The first commandment may seem outdated if we think of idols as statues made of stone or wood. But an idol is something within creation that is inflated as a substitute for the true and living God. It is counterfeit that presents itself as something other than God as the ultimate source of hope, security, and happiness. An idol can be a person, an activity, an idea, an image or an institution and presents itself through deception that it can deliver the good life.  It deceives us into believing that the idol can fulfil our longings while we maintain control of our lives, autonomous architects of our own futures. “That to which your heart clings and entrusts itself is, I say, really your God.” [5] The idol becomes the ultimate reality, giving meaning and purpose to life and guiding moral decisions.  The tragedy is that when God’s good gift becomes an idol, it cannot bear that weight and a process of destruction sets in. The gift itself is progressively destroyed and it disappoints and disillusions those who put their trust in it.

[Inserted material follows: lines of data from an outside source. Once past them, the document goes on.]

//! Resource - Representing resources and their state

use std::collections::HashMap;

/// Unique identifier for a resource
#[derive(Debug, Clone, PartialEq, Eq, Hash)]
pub struct ResourceId {
    /// Resource type (e.g., "eks_cluster_type")
    pub resource_type: String,
    /// Resource name (local name given in the configuration)
    pub name: String,
}

impl ResourceId {
    pub fn new(resource_type: impl Into<String>, name: impl Into<String>) -> Self {
        Self {
            resource_type: resource_type.into(),
            name: name.into(),
        }
    }
}

impl std::fmt::Display for ResourceId {
    fn fmt(&self, f: &mut std::fmt::Formatter<'_>) -> std::fmt::Result {
        write!(f, "{}.{}", self.resource_type, self.name)
    }
}

/// Attribute value of a resource
#[derive(Debug, Clone, PartialEq)]
pub enum Value {
    String(String),
    Int(i64),
    Bool(bool),
    List(Vec<Value>),
    Map(HashMap<String, Value>),
}

impl Value {
    pub fn as_str(&self) -> Option<&str> {
        match self {
            Value::String(s) => Some(s),
            _ => None,
        }
    }

    pub fn as_int(&self) -> Option<i64> {
        match self {
            Value::Int(n) => Some(*n),
            _ => None,
        }
    }

    pub fn as_bool(&self) -> Option<bool> {
        match self {
            Value::Bool(b) => Some(*b),
            _ => None,
        }
    }

    pub fn as_list(&self) -> Option<&[Value]> {
        match self {
            Value::List(items) => Some(items),
            _ => None,
        }
    }

    pub fn as_map(&self) -> Option<&HashMap<String, Value>> {
        match self {
            Value::Map(map) => Some(map),
            _ => None,
        }
    }

    /// Convert a JSON value into an attribute value.
    ///
    /// `null` and fractional numbers have no attribute representation and
    /// yield `None`; inside lists and maps such entries are dropped.
    pub fn from_json(value: &serde_json::Value) -> Option<Value> {
        match value {
            serde_json::Value::String(s) => Some(Value::String(s.clone())),
            serde_json::Value::Bool(b) => Some(Value::Bool(*b)),
            serde_json::Value::Number(n) => n.as_i64().map(Value::Int),
            serde_json::Value::Array(arr) => {
                Some(Value::List(arr.iter().filter_map(Value::from_json).collect()))
            }
            serde_json::Value::Object(obj) => Some(Value::Map(
                obj.iter()
                    .filter_map(|(k, v)| Value::from_json(v).map(|v| (k.clone(), v)))
                    .collect(),
            )),
            serde_json::Value::Null => None,
        }
    }
}

/// Desired state declared in configuration
#[derive(Debug, Clone, PartialEq)]
pub struct Resource {
    pub id: ResourceId,
    pub attributes: HashMap<String, Value>,
}

impl Resource {
    pub fn new(resource_type: impl Into<String>, name: impl Into<String>) -> Self {
        Self {
            id: ResourceId::new(resource_type, name),
            attributes: HashMap::new(),
        }
    }

    pub fn with_attribute(mut self, key: impl Into<String>, value: Value) -> Self {
        self.attributes.insert(key.into(), value);
        self
    }
}

/// State of a resource as known to the host
#[derive(Debug, Clone, PartialEq)]
pub struct State {
    pub id: ResourceId,
    /// Backend-assigned identifier of the object
    pub identifier: Option<String>,
    pub attributes: HashMap<String, Value>,
    /// Whether this state exists
    pub exists: bool,
}

impl State {
    pub fn not_found(id: ResourceId) -> Self {
        Self {
            id,
            identifier: None,
            attributes: HashMap::new(),
            exists: false,
        }
    }

    pub fn existing(id: ResourceId, attributes: HashMap<String, Value>) -> Self {
        Self {
            id,
            identifier: None,
            attributes,
            exists: true,
        }
    }

    pub fn with_identifier(mut self, identifier: impl Into<String>) -> Self {
        self.identifier = Some(identifier.into());
        self
    }
}

#[cfg(test)]
mod tests {
    use super::*;
    use serde_json::json;

    #[test]
    fn json_object_becomes_map() {
        let value = Value::from_json(&json!({
            "name": "c1",
            "disk_size": 20,
            "private": true,
            "subnets": ["a", "b"],
        }))
        .unwrap();

        let map = value.as_map().unwrap();
        assert_eq!(map.get("name"), Some(&Value::String("c1".to_string())));
        assert_eq!(map.get("disk_size"), Some(&Value::Int(20)));
        assert_eq!(map.get("private"), Some(&Value::Bool(true)));
        assert_eq!(map.get("subnets").and_then(Value::as_list).map(|l| l.len()), Some(2));
    }

    #[test]
    fn json_null_is_dropped() {
        assert_eq!(Value::from_json(&json!(null)), None);

        let value = Value::from_json(&json!({"kms_key_arn": null, "region": "us-west-2"})).unwrap();
        let map = value.as_map().unwrap();
        assert!(!map.contains_key("kms_key_arn"));
        assert!(map.contains_key("region"));
    }

    #[test]
    fn resource_id_display() {
        let id = ResourceId::new("eks_cluster_type", "prod");
        assert_eq!(id.to_string(), "eks_cluster_type.prod");
    }
}
//! Typed view of an `eks_cluster_type` configuration
//!
//! Attribute values arrive as loosely typed [`Value`]s. Extraction reads them
//! into plain structs, using the zero value for anything optional and unset.

use std::collections::HashMap;

use nimbus_core::resource::Value;

use crate::error::ClusterTypeError;
use crate::model::StringMap;

#[derive(Debug, Clone, Default, PartialEq)]
pub struct EksClusterTypeConfig {
    pub name: String,
    pub version: String,
    /// CloudCredentials name, resolved to an id at create time
    pub credentials: String,
    pub region: String,
    pub vpc_id: String,
    pub subnet_id: Vec<String>,
    pub cluster_role_arn: String,
    pub security_groups: Vec<String>,
    pub log_types: Vec<String>,
    pub enable_private_endpoint: bool,
    pub enable_secrets_encryption: bool,
    pub kms_key_arn: String,
    pub enable_identity_provider: bool,
    pub system_metadata: StringMap,
    pub allow_override_credentials: bool,
    pub cluster_field_override: StringMap,
    pub nodepool_field_override: StringMap,
    pub addons: Vec<AddonConfig>,
    pub vault_auth: Option<VaultAuthConfig>,
    pub nodepools: Vec<NodePoolConfig>,
}

#[derive(Debug, Clone, Default, PartialEq)]
pub struct NodePoolConfig {
    /// Position of the entry in the input list
    pub index: usize,
    pub name: String,
    pub instance_type: String,
    pub disk_size: i64,
    pub security_groups: Vec<String>,
    pub iam_role: String,
    pub ssh_key_name: String,
    pub ami_type: String,
    pub image_id: String,
    pub node_labels: StringMap,
    pub node_annotations: StringMap,
}

#[derive(Debug, Clone, Default, PartialEq)]
pub struct AddonConfig {
    pub name: String,
    pub addon_selector: String,
    pub catalog: String,
    pub channel: String,
    pub sequence_number: i64,
    pub allow_override: bool,
}

#[derive(Debug, Clone, Default, PartialEq)]
pub struct VaultAuthConfig {
    pub name: String,
    pub path: String,
    pub addon_name: String,
    pub credentials_name: String,
    pub delete_auth_path: bool,
    pub roles: Vec<VaultRoleConfig>,
}

#[derive(Debug, Clone, Default, PartialEq)]
pub struct VaultRoleConfig {
    pub name: String,
    pub service_account_name: String,
    pub namespace: String,
    pub policies: String,
}

impl EksClusterTypeConfig {
    pub fn from_attributes(attrs: &HashMap<String, Value>) -> Result<Self, ClusterTypeError> {
        Ok(Self {
            name: required_string(attrs, "name")?,
            version: required_string(attrs, "version")?,
            credentials: required_string(attrs, "credentials")?,
            region: required_string(attrs, "region")?,
            vpc_id: required_string(attrs, "vpc_id")?,
            subnet_id: string_list(attrs, "subnet_id"),
            cluster_role_arn: required_string(attrs, "cluster_role_arn")?,
            security_groups: string_list(attrs, "security_groups"),
            log_types: string_list(attrs, "log_types"),
            enable_private_endpoint: bool_or_default(attrs, "enable_private_endpoint"),
            enable_secrets_encryption: bool_or_default(attrs, "enable_secrets_encryption"),
            kms_key_arn: string_or_default(attrs, "kms_key_arn"),
            enable_identity_provider: bool_or_default(attrs, "enable_identity_provider"),
            system_metadata: string_map(attrs, "system_metadata"),
            allow_override_credentials: bool_or_default(attrs, "allow_override_credentials"),
            cluster_field_override: string_map(attrs, "cluster_field_override"),
            nodepool_field_override: string_map(attrs, "nodepool_field_override"),
            addons: blocks(attrs, "addons").map(AddonConfig::from_block).collect(),
            vault_auth: blocks(attrs, "vault_auth")
                .next()
                .map(VaultAuthConfig::from_block),
            nodepools: node_pools(attrs),
        })
    }
}

/// Node pool entries in input order.
///
/// An entry that is not a block is skipped without error. Kept entries
/// retain their input position, so a skipped entry still consumes an index.
fn node_pools(attrs: &HashMap<String, Value>) -> Vec<NodePoolConfig> {
    let Some(entries) = attrs.get("nodepools").and_then(Value::as_list) else {
        return Vec::new();
    };

    entries
        .iter()
        .enumerate()
        .filter_map(|(i, entry)| match entry.as_map() {
            Some(block) => Some(NodePoolConfig::from_block(i, block)),
            None => {
                log::debug!("skipping nodepools[{}]: not a block", i);
                None
            }
        })
        .collect()
}

impl NodePoolConfig {
    fn from_block(index: usize, block: &HashMap<String, Value>) -> Self {
        Self {
            index,
            name: string_or_default(block, "name"),
            instance_type: string_or_default(block, "instance_type"),
            disk_size: int_or_default(block, "disk_size"),
            security_groups: string_list(block, "security_groups"),
            iam_role: string_or_default(block, "iam_role"),
            ssh_key_name: string_or_default(block, "ssh_key_name"),
            ami_type: string_or_default(block, "ami_type"),
            image_id: string_or_default(block, "image_id"),
            node_labels: string_map(block, "node_labels"),
            node_annotations: string_map(block, "node_annotations"),
        }
    }
}

impl AddonConfig {
    fn from_block(block: &HashMap<String, Value>) -> Self {
        Self {
            name: string_or_default(block, "name"),
            addon_selector: string_or_default(block, "addon_selector"),
            catalog: string_or_default(block, "catalog"),
            channel: string_or_default(block, "channel"),
            sequence_number: int_or_default(block, "sequence_number"),
            allow_override: bool_or_default(block, "allow_override"),
        }
    }
}

impl VaultAuthConfig {
    fn from_block(block: &HashMap<String, Value>) -> Self {
        Self {
            name: string_or_default(block, "name"),
            path: string_or_default(block, "path"),
            addon_name: string_or_default(block, "addon_name"),
            credentials_name: string_or_default(block, "credentials_name"),
            delete_auth_path: bool_or_default(block, "delete_auth_path"),
            roles: blocks(block, "roles")
                .map(|role| VaultRoleConfig {
                    name: string_or_default(role, "name"),
                    service_account_name: string_or_default(role, "service_account_name"),
                    namespace: string_or_default(role, "namespace"),
                    policies: string_or_default(role, "policies"),
                })
                .collect(),
        }
    }
}

// =============================================================================
// Attribute Accessors
// =============================================================================
//
// These assume attributes already checked against the schema: elements of the
// wrong type inside a list or map are dropped rather than reported.

fn required_string(attrs: &HashMap<String, Value>, key: &str) -> Result<String, ClusterTypeError> {
    attrs
        .get(key)
        .and_then(Value::as_str)
        .map(str::to_string)
        .ok_or_else(|| ClusterTypeError::InvalidConfig(format!("'{}' must be a string", key)))
}

fn string_or_default(attrs: &HashMap<String, Value>, key: &str) -> String {
    attrs
        .get(key)
        .and_then(Value::as_str)
        .unwrap_or_default()
        .to_string()
}

fn int_or_default(attrs: &HashMap<String, Value>, key: &str) -> i64 {
    attrs.get(key).and_then(Value::as_int).unwrap_or_default()
}

fn bool_or_default(attrs: &HashMap<String, Value>, key: &str) -> bool {
    attrs.get(key).and_then(Value::as_bool).unwrap_or_default()
}

fn string_list(attrs: &HashMap<String, Value>, key: &str) -> Vec<String> {
    attrs
        .get(key)
        .and_then(Value::as_list)
        .map(|items| {
            items
                .iter()
                .filter_map(Value::as_str)
                .map(str::to_string)
                .collect()
        })
        .unwrap_or_default()
}

fn string_map(attrs: &HashMap<String, Value>, key: &str) -> StringMap {
    attrs
        .get(key)
        .and_then(Value::as_map)
        .map(|map| {
            map.iter()
                .filter_map(|(k, v)| v.as_str().map(|v| (k.clone(), v.to_string())))
                .collect()
        })
        .unwrap_or_default()
}

fn blocks<'a>(
    attrs: &'a HashMap<String, Value>,
    key: &str,
) -> impl Iterator<Item = &'a HashMap<String, Value>> {
    attrs
        .get(key)
        .and_then(Value::as_list)
        .unwrap_or_default()
        .iter()
        .filter_map(Value::as_map)
}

What are the false gods seducing us, our children, and our young people? For “idols are not just on pagan altars, but in well-educated human hearts and minds.” [6] These talks will help us to identify the idols of our age, that we might lead our students to ponder deeply the consequences of idolatry and walk with them to face the existential questions that they are asking.  s Christian teachers and parents, we make the serious mistake of just cultivating a Biblical belief system and a more intense devotional life without assisting them to engage with the issues of faith that impact the world which they inhabit.

The most fundamental decision our children are called to make during their lifetime is what will be what they see as ultimate reality and the reason for their existence.  The Bible says this choice is about who or what they will worship. As teachers, we are to model both in our personal lives and in our ministry, what it means to worship the Biblical God, living out His truth across the whole of life. This means we must first ask ourselves, “does my school culture and the teaching and learning promote self-centredness and love of self above love of God and neighbour? What are the corporate idols of western education?” Does my Christian faith speak to the whole of life?

And we are in Him who is true – even in His Son Jesus Christ.  He is the true God and eternal life.  Dear children, keep yourself from idols.” I John 5: 20, 21

Grace and Peace
TEC Team

 

 


[1] Brad Wete, Interview: Lecrae Talks about going from ‘Crazy Crae’ to ‘Christian Rapper, in Understanding Truth, www.Complex.com, 8 June, 2020, Accessed 19 April 2022.

[2] http://www.songlyrics.com/lecrae/anomaly-lyrics/

[3] http://www.songlyrics.com/lecrae/truth-lyrics/

[4] https://postbarthian.com/2019/08/06/the-human-heart-is-an-idol-factory-a-modern-critique-of-john-calvin/

[5]   Martin Luther, The Larger Catechism of Martin Luther, translated by Robert Fischer, (USA: Philadelphia Fortress, 1959), 9.

[6]   Os Guinness, No God but God: Breaking with the Idols of the Age, (USA: Zondervan Publishing House, 1992), 30.